(Stored data)
######
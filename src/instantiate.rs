//! The asynchronous instantiation capability.
//!
//! In the browser this is the `default` export of the wasm-bindgen JS glue
//! (`init_wasm`), which compiles and instantiates the emulator module and
//! resolves with its exports. Natively any async closure will do.

use std::future::Future;

/// Something that can asynchronously produce a live module handle.
///
/// The loader calls [`instantiate`](Instantiate::instantiate) once per
/// `init` and awaits the returned future. That await is the only
/// suspension point of the whole bootstrap.
///
/// # Examples
///
/// ```rust
/// use gbemu_site::Instantiate;
///
/// struct Stub;
///
/// impl Instantiate for Stub {
///     type Handle = &'static str;
///     type Error = String;
///
///     fn instantiate(&self) -> impl std::future::Future<Output = Result<Self::Handle, Self::Error>> {
///         async { Ok("exports") }
///     }
/// }
/// ```
pub trait Instantiate {
    /// Opaque capability object for the instantiated module.
    type Handle;

    /// Rejection value of a failed instantiation.
    type Error;

    /// Start instantiating the module.
    ///
    /// # Returns
    ///
    /// A future resolving to the module handle, or to the host's rejection
    fn instantiate(&self) -> impl Future<Output = Result<Self::Handle, Self::Error>>;
}

impl<F, Fut, H, E> Instantiate for F
where
    F: Fn() -> Fut,
    Fut: Future<Output = Result<H, E>>,
{
    type Handle = H;
    type Error = E;

    fn instantiate(&self) -> impl Future<Output = Result<H, E>> {
        self()
    }
}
######
### [TASK DETAILS]
Look through the entries above and list every line containing "impl".

### [EXERCISE ANSWER]
/// impl Instantiate for Stub {
///     fn instantiate(&self) -> impl std::future::Future<Output = Result<Self::Handle, Self::Error>> {
    fn instantiate(&self) -> impl Future<Output = Result<Self::Handle, Self::Error>>;
impl<F, Fut, H, E> Instantiate for F
    fn instantiate(&self) -> impl Future<Output = Result<H, E>> {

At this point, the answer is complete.